EDIT: In case it's not clear: I'm talking about employee facing software inside an organization where you might have some kind of single sign on system or a distributed account system (like IPA or LDAP.)

3 comments

Use SAML.

The SP never sees the credentials. The SP only sees a token which includes the username (NameID) and other attributes passed from the IdP through the client.

https://en.wikipedia.org/wiki/Security_Assertion_Markup_Lang...

(Scroll down to the "Single sign-on using SAML in a Web browser" image for a good data flow depiction)

Basically this seems to be a "SAML-IZE EVERYTHING".

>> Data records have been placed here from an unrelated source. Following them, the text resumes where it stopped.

/// Dynamically typed datum passed to assertions.
///
/// Reference kinds carry an `Option` backing store where `None` is the unset
/// state. `PartialEq` compares representations; assertions use
/// [`crate::compare::compare`] instead.
#[derive(Debug, Clone, PartialEq, Serialize, Deserialize)]
#[serde(tag = "kind", content = "data", rename_all = "snake_case")]
pub enum Value {
    /// The literal absent value.
    Absent,
    /// Boolean.
    Bool(bool),
    /// Signed integer, already wrapped to `width`.
    Int {
        /// Width of the integer type.
        width: IntWidth,
        /// Stored value.
        value: i64,
    },
    /// Unsigned integer, already wrapped to `width`.
    Uint {
        /// Width of the integer type.
        width: IntWidth,
        /// Stored value.
        value: u64,
    },
    /// Floating point number, already rounded to `width`.
    Float {
        /// Precision of the float type.
        width: FloatWidth,
        /// Stored value.
        value: f64,
    },
    /// UTF-8 string.
    Str(String),
    /// Byte sequence.
    Bytes(Vec<u8>),
    /// Concrete error with its message text.
    Error(String),
    /// Named struct with ordered fields.
    Struct {
        /// Struct type name.
        name: String,
        /// Field names and values in declaration order.
        fields: Vec<(String, Value)>,
    },
    /// Growable sequence.
    Seq {
        /// Element type.
        elem: Type,
        /// Elements, or `None` when unset.
        items: Option<Vec<Value>>,
    },
    /// Fixed-length array.
    Array {
        /// Element type.
        elem: Type,
        /// Elements.
        items: Vec<Value>,
    },
    /// Key/value mapping.
    Map {
        /// Key type.
        key: Type,
        /// Value type.
        value: Type,
        /// Entries, or `None` when unset.
        entries: Option<Vec<(Value, Value)>>,
    },
    /// Pointer.
    Ref {
        /// Pointee type.
        target: Type,
        /// Pointee, or `None` when unset.
        pointee: Option<Box<Value>>,
    },
    /// Function.
    Func {
        /// Function signature.
        signature: String,
        /// Code address, or `None` when unset.
        addr: Option<u64>,
    },
    /// Channel.
    Chan {
        /// Element type.
        elem: Type,
        /// Channel state, or `None` when unset.
        handle: Option<ChanHandle>,
    },
    /// Dynamic interface holding a concrete value.
    Dyn {
        /// Interface name.
        iface: String,
        /// Held value, or `None` when unset.
        inner: Option<Box<Value>>,
    },
}
use assay_check::{Type, Value};

#[test]
fn free_functions_pass_quietly() {
    assay_check::equal(42, 42)
        .not_equal(1, 2)
        .is_true(true)
        .nil(Value::nil_seq(Type::Str))
        .not_nil("x")
        .len(2, vec!["a", "b"]);
    assay_check::present(1);
    assay_check::error(Some(&std::fmt::Error), &["an error occurred when formatting an argument"]);
    assay_check::panics(|| panic!("expected"));
}

#[test]
#[should_panic(expected = "\nExpected:\n1\ngot:\n2")]
fn failing_equal_panics_with_diff() {
    assay_check::equal(1, 2);
}

#[test]
#[should_panic(expected = "to not equal:")]
fn failing_not_equal_panics_with_diff() {
    assay_check::not_equal("same", "same");
}

#[test]
#[should_panic(expected = "Cannot get the length of 3.5")]
fn len_of_float_panics() {
    assay_check::len(1, 3.5);
}

#[test]
#[should_panic(expected = "native_harness.rs")]
fn failure_names_the_test_file() {
    assay_check::is_false(true);
}
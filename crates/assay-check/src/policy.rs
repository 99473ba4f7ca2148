use std::env;
use std::fs;
use std::path::Path;

use assay_core::errors::{AssayError, ErrorInfo};
use assay_core::{Outcome, Polarity};
use log::debug;
use serde::{Deserialize, Serialize};

use crate::reporter::{JsonDiff, Reporter, TextDiff};

/// Environment variable naming a policy file read by [`AssertPolicy::from_env`].
pub const POLICY_ENV: &str = "ASSAY_POLICY";

/// Failure message layout selected by the policy.
#[derive(Debug, Clone, Copy, Default, PartialEq, Eq, Serialize, Deserialize)]
#[serde(rename_all = "snake_case")]
pub enum RenderStyle {
    /// Two-block textual diff.
    #[default]
    Text,
    /// Single JSON document.
    Json,
}

/// Policy controlling how assertions decide and report failures.
#[derive(Debug, Clone, PartialEq, Eq, Serialize, Deserialize)]
#[serde(deny_unknown_fields)]
pub struct AssertPolicy {
    /// Layout of failure messages.
    #[serde(default)]
    pub render: RenderStyle,
    /// Attribute failures to the calling test code when the host supports it.
    #[serde(default = "AssertPolicy::default_helper_frames")]
    pub helper_frames: bool,
    /// Fail equality assertions whose values have unrelated types.
    ///
    /// Off by default: such assertions historically pass silently.
    #[serde(default)]
    pub strict_incomparable: bool,
}

impl AssertPolicy {
    const fn default_helper_frames() -> bool {
        true
    }

    /// Returns whether `outcome` fails an assertion of `polarity` under this policy.
    pub fn fails(&self, polarity: Polarity, outcome: Outcome) -> bool {
        if self.strict_incomparable {
            polarity.fails_strict(outcome)
        } else {
            polarity.fails(outcome)
        }
    }

    /// Builds the reporter selected by [`AssertPolicy::render`].
    pub fn reporter(&self) -> Box<dyn Reporter> {
        match self.render {
            RenderStyle::Text => Box::new(TextDiff),
            RenderStyle::Json => Box::new(JsonDiff::default()),
        }
    }

    /// Parses a TOML policy document.
    pub fn from_toml_str(raw: &str) -> Result<Self, AssayError> {
        toml::from_str(raw).map_err(|err| {
            AssayError::Config(
                ErrorInfo::new("assay.policy_parse", err.to_string()).with_context("format", "toml"),
            )
        })
    }

    /// Parses a JSON policy document.
    pub fn from_json_str(raw: &str) -> Result<Self, AssayError> {
        serde_json::from_str(raw).map_err(|err| {
            AssayError::Config(
                ErrorInfo::new("assay.policy_parse", err.to_string()).with_context("format", "json"),
            )
        })
    }

    /// Loads a policy file; `.json` files are parsed as JSON, everything else as TOML.
    pub fn load(path: impl AsRef<Path>) -> Result<Self, AssayError> {
        let path = path.as_ref();
        let raw = fs::read_to_string(path).map_err(|err| {
            AssayError::Config(
                ErrorInfo::new("assay.policy_io", err.to_string())
                    .with_context("path", path.display().to_string()),
            )
        })?;
        let is_json = path
            .extension()
            .map_or(false, |ext| ext.eq_ignore_ascii_case("json"));
        let parsed = if is_json {
            Self::from_json_str(&raw)
        } else {
            Self::from_toml_str(&raw)
        };
        let policy = parsed.map_err(|err| match err {
            AssayError::Config(info) => {
                AssayError::Config(info.with_context("path", path.display().to_string()))
            }
            other => other,
        })?;
        debug!("loaded assertion policy from {}: {policy:?}", path.display());
        Ok(policy)
    }

    /// Loads the policy named by [`POLICY_ENV`], or the default policy when it is unset.
    pub fn from_env() -> Result<Self, AssayError> {
        match env::var_os(POLICY_ENV) {
            Some(path) if !path.is_empty() => Self::load(path),
            _ => Ok(Self::default()),
        }
    }
}

impl Default for AssertPolicy {
    fn default() -> Self {
        Self {
            render: RenderStyle::default(),
            helper_frames: Self::default_helper_frames(),
            strict_incomparable: false,
        }
    }
}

But with SAML you're trusting the cert/key pair on the signing end of the connection. If you say "well, we can use the cert provided by the server by getting it over HTTPS every time we need to auth with SAML," then you're trusting the Root CA Cert/Key pair for the TLS connection that underlies the HTTPS protocol. (Source: I've written two SAML SPs.)

With ZT, you basically have to bootstrap trust from the factory. I don't think of ZT as "don't trust anything" - it's more like "trust our supply lines".

Think about the failure modes of ZT: if the NIC, the CPU, the OS, and the bootloader are deemed secure at boot time, there has to be something that starts the bootloader and loads its keys. If you compromise _that_ piece, then you can compromise anything further up the stack and not worry too much about security alerts. The only way to make sure that all machines are secure/uncompromised is to XRay all of the bootloader chips and verify them down to the ~100um level (got this figure by talking to a guy doing grad work @UofM when he was in SV around 2017-2018, I want to say).

I don't know but have wondered about this sort of thing before.

There is a Wikipedia article on 'Key ceremony'[0] that seems to indicate an in-real-life shared secret creation and or sharing event.

(https://en.wikipedia.org/wiki/Key_ceremony)[0]

One method is "assume your system is penetrated, so do not put all your secrets on one system."

For example, don't use the same password on your Etrade account that you use on your bank account.